By accident the other day, I found a t-shirt stuffed in the front pocket of my suitcase.  It was from our trip to Hawaii last summer, never worn.  I bought it after we had checked out of the condo and were on our way to the airport to fly home.  I was 11 weeks pregnant at the time, and the t-shirt didn’t fit; I bought it for future use. Then completely forgot about it.  Now I look at it, and remember that trip. I see all of the photos of our smiling faces and I am juxtaposed with happiness, and now pain as I look at my figure, knowing I was pregnant. I can never erase that aspect from the pictures.

So where I “should be” is so different from where I am and never expected to be.  I should be in a different place.
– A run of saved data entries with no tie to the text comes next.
//! Axum API server binary.

use std::net::SocketAddr;

use anyhow::Context;
use tracing::{error, info, warn};
use tracing_subscriber::{fmt, prelude::*, EnvFilter};

use cqa_api::{create_router, metrics, ApiConfig, AppState};

#[tokio::main]
async fn main() -> anyhow::Result<()> {
    // Load environment variables
    dotenvy::dotenv().ok();

    init_tracing();

    info!("Starting cqa-api");

    let config = ApiConfig::from_env();
    info!(
        host = %config.host,
        environment = %config.environment,
        port = config.port,
        max_frames = ?config.max_frames,
        issue_drop = config.scorer.issue_drop_threshold,
        severe_drop = config.scorer.severe_drop_threshold,
        "API config loaded"
    );

    if config.is_production() && config.cors_origins.iter().any(|o| o == "*") {
        warn!("CORS allows any origin in production");
    }

    let metrics_handle = if config.metrics_enabled {
        info!("Prometheus metrics enabled at /metrics");
        Some(metrics::init_metrics().context("Failed to install Prometheus recorder")?)
    } else {
        None
    };

    let state = AppState::new(config.clone());
    let app = create_router(state, metrics_handle);

    let addr: SocketAddr = format!("{}:{}", config.host, config.port)
        .parse()
        .context("Invalid bind address")?;

    let listener = tokio::net::TcpListener::bind(addr)
        .await
        .with_context(|| format!("Failed to bind {}", addr))?;

    info!("Listening on {}", addr);

    axum::serve(
        listener,
        app.into_make_service_with_connect_info::<SocketAddr>(),
    )
    .with_graceful_shutdown(shutdown_signal())
    .await
    .context("Server error")?;

    info!("Server shutdown complete");
    Ok(())
}

/// Colored output for dev, JSON when `LOG_FORMAT=json`.
fn init_tracing() {
    let use_json = std::env::var("LOG_FORMAT")
        .map(|v| v.to_lowercase() == "json")
        .unwrap_or(false);

    let env_filter =
        EnvFilter::try_from_default_env().unwrap_or_else(|_| EnvFilter::new("info"));

    if use_json {
        tracing_subscriber::registry()
            .with(fmt::layer().json())
            .with(env_filter)
            .init();
    } else {
        tracing_subscriber::registry()
            .with(
                fmt::layer()
                    .with_ansi(true)
                    .with_target(true)
                    .with_thread_ids(false)
                    .with_file(false)
                    .with_line_number(false),
            )
            .with(env_filter)
            .init();
    }
}

async fn shutdown_signal() {
    if let Err(e) = tokio::signal::ctrl_c().await {
        error!("Failed to listen for shutdown signal: {}", e);
        std::future::pending::<()>().await;
    }
    info!("Received shutdown signal");
}
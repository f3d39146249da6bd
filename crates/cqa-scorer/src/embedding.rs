//! Frame embeddings.
//!
//! An embedding is a small fixed-size numeric summary of a frame. The only
//! embedder shipped today derives it from raw byte statistics; a perceptual
//! model can replace it by implementing [`FrameEmbedder`] without touching
//! similarity, scoring or issue detection.

/// A fixed-dimension numeric vector describing one frame.
#[derive(Debug, Clone, PartialEq)]
pub struct Embedding {
    values: Vec<f64>,
}

impl Embedding {
    pub fn new(values: Vec<f64>) -> Self {
        Self { values }
    }

    pub fn values(&self) -> &[f64] {
        &self.values
    }

    pub fn dimensions(&self) -> usize {
        self.values.len()
    }

    /// Euclidean norm.
    pub fn magnitude(&self) -> f64 {
        self.values.iter().map(|v| v * v).sum::<f64>().sqrt()
    }

    /// Returns true if every component is zero.
    pub fn is_zero(&self) -> bool {
        self.values.iter().all(|v| *v == 0.0)
    }

    /// Cosine similarity with another embedding.
    ///
    /// Zero when either vector has zero magnitude or the dimensions differ.
    pub fn cosine_similarity(&self, other: &Self) -> f64 {
        if self.values.len() != other.values.len() {
            return 0.0;
        }

        let dot: f64 = self
            .values
            .iter()
            .zip(other.values.iter())
            .map(|(a, b)| a * b)
            .sum();

        let magnitude_a = self.magnitude();
        let magnitude_b = other.magnitude();

        if magnitude_a == 0.0 || magnitude_b == 0.0 {
            return 0.0;
        }

        dot / (magnitude_a * magnitude_b)
    }
}

impl From<[f64; 3]> for Embedding {
    fn from(values: [f64; 3]) -> Self {
        Self::new(values.to_vec())
    }
}

/// Maps a frame's raw bytes to an embedding.
///
/// Implementations must be deterministic and keep no state between frames.
pub trait FrameEmbedder: Send + Sync {
    /// Number of components in every embedding this embedder produces.
    const DIMENSIONS: usize;

    fn embed(&self, frame: &[u8]) -> Embedding;
}

/// Placeholder embedder built from byte statistics.
///
/// The vector is `(len, first_byte, middle_byte)` divided by its Euclidean
/// norm. Missing bytes count as zero and a zero norm is treated as 1, so an
/// empty frame embeds to the zero vector.
#[derive(Debug, Clone, Copy, Default)]
pub struct ByteStatsEmbedder;

impl ByteStatsEmbedder {
    pub fn new() -> Self {
        Self
    }
}

impl FrameEmbedder for ByteStatsEmbedder {
    const DIMENSIONS: usize = 3;

    fn embed(&self, frame: &[u8]) -> Embedding {
        let len = frame.len();
        let n = len as f64;
        let first = frame.first().copied().unwrap_or(0) as f64;
        let middle = frame.get(len / 2).copied().unwrap_or(0) as f64;

        let mut norm = (n * n + first * first + middle * middle).sqrt();
        if norm == 0.0 {
            norm = 1.0;
        }

        Embedding::from([n / norm, first / norm, middle / norm])
    }
}

#[cfg(test)]
mod tests {
    use super::*;

    const EPS: f64 = 1e-12;

    #[test]
    fn test_empty_frame_is_zero_vector() {
        let embedding = ByteStatsEmbedder.embed(&[]);
        assert_eq!(embedding.values(), &[0.0, 0.0, 0.0]);
        assert!(embedding.is_zero());
    }

    #[test]
    fn test_embedding_is_unit_length() {
        let frame = [7u8, 1, 2, 3, 200, 5];
        let embedding = ByteStatsEmbedder.embed(&frame);
        assert_eq!(embedding.dimensions(), ByteStatsEmbedder::DIMENSIONS);
        assert!((embedding.magnitude() - 1.0).abs() < EPS);
    }

    #[test]
    fn test_components_use_length_first_and_middle_byte() {
        // len 4, first 3, middle (index 2) 0 -> (4, 3, 0) / 5
        let frame = [3u8, 9, 0, 9];
        let embedding = ByteStatsEmbedder.embed(&frame);
        let values = embedding.values();
        assert!((values[0] - 0.8).abs() < EPS);
        assert!((values[1] - 0.6).abs() < EPS);
        assert!(values[2].abs() < EPS);
    }

    #[test]
    fn test_single_byte_frame_uses_same_byte_twice() {
        // len 1, first = middle = byte 0
        let embedding = ByteStatsEmbedder.embed(&[2u8]);
        let norm = (1.0f64 + 4.0 + 4.0).sqrt();
        let values = embedding.values();
        assert!((values[0] - 1.0 / norm).abs() < EPS);
        assert!((values[1] - 2.0 / norm).abs() < EPS);
        assert!((values[2] - 2.0 / norm).abs() < EPS);
    }

    #[test]
    fn test_cosine_of_zero_vector_is_zero() {
        let zero = Embedding::from([0.0, 0.0, 0.0]);
        let unit = Embedding::from([1.0, 0.0, 0.0]);
        assert_eq!(zero.cosine_similarity(&unit), 0.0);
        assert_eq!(zero.cosine_similarity(&zero), 0.0);
    }

    #[test]
    fn test_cosine_dimension_mismatch_is_zero() {
        let a = Embedding::new(vec![1.0, 0.0]);
        let b = Embedding::from([1.0, 0.0, 0.0]);
        assert_eq!(a.cosine_similarity(&b), 0.0);
    }

    #[test]
    fn test_cosine_orthogonal_and_parallel() {
        let a = Embedding::from([1.0, 0.0, 0.0]);
        let b = Embedding::from([0.0, 1.0, 0.0]);
        let c = Embedding::from([3.0, 0.0, 0.0]);
        assert!(a.cosine_similarity(&b).abs() < EPS);
        assert!((a.cosine_similarity(&c) - 1.0).abs() < EPS);
    }
}
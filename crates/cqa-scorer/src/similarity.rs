//! Pairwise similarity helpers.

use crate::embedding::Embedding;

/// Cosine similarity of two embeddings (zero for zero-magnitude inputs).
pub fn cosine_similarity(a: &Embedding, b: &Embedding) -> f64 {
    a.cosine_similarity(b)
}

/// Similarity of every adjacent pair.
///
/// Entry `i` compares `embeddings[i]` with `embeddings[i + 1]`, so the result
/// has `len - 1` entries (none for fewer than two embeddings).
pub fn pairwise_similarities(embeddings: &[Embedding]) -> Vec<f64> {
    embeddings
        .windows(2)
        .map(|pair| cosine_similarity(&pair[0], &pair[1]))
        .collect()
}

/// Arithmetic mean; `None` for an empty slice.
pub fn mean(values: &[f64]) -> Option<f64> {
    if values.is_empty() {
        return None;
    }
    Some(values.iter().sum::<f64>() / values.len() as f64)
}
Instead I am writing.

The Art of Love

Even though I wrote recently about being an artist/parent, I have never considered myself an artist.  Writer, sure, but the craft of writing is different than the craft of creating something from colors, textures, materials.  Outside of decorating the house and painting an occasional room wall, I do not have that aspect of creativity.

I have done several wine/painting evenings before, mostly for fun.  Get together with friends, enjoy the wine, and laugh about how un-artistic we all are.  My three previous attempts have all ended up in the garbage.  Even though I thoroughly enjoyed the evening, the result was nothing to be proud of.  Last night was another such event.  I approached it with no particular inclination that the canvas would yield anything special.  The prescribed picture of the evening was a sunset, with a silhouette of a branch with two birds.

As I added the silhouette of the gently rolling hills and trees to the bottom of my painting, I thought of where I grew up, in the coulee.  There is a beautiful lookout spot on my aunt and uncle’s land where I could see the entire expanse of the road and the dotted houses of the people who lived there.  As I extended the branch onto my painting, I thought of the tree where Nelle’s ashes are scattered, and where we will soon take Iris’s ashes.

So I made a shift.  Instead of painting the silhouette of two birds, I painted two small hearts.  Black, with a slight tint of white to make them more gray, and a slight hint of red.  The instructor did not walk  by my canvas for the rest of the class, and I wondered if he was displeased with my deviation.  I wanted someone to ask me about the hearts; I wanted to say something about why I made that choice, but no one did.  As I completed my painting, I thought not only of my two girls, but my two boys.  Two children, side by side, both living and not.

When Theo examined the painting he said “But there are hearts on the tree – that’s not right.”  I said that the hearts were for my two kids, for him and Quentin, because they are my heart.  He broke into a grin and said “Awwww… that’s so nice.”  Whichever angle I take, whether my two boys or my two girls, they sit side by side.  One slightly bigger, older than the other.

I hung the painting on the wall in my house.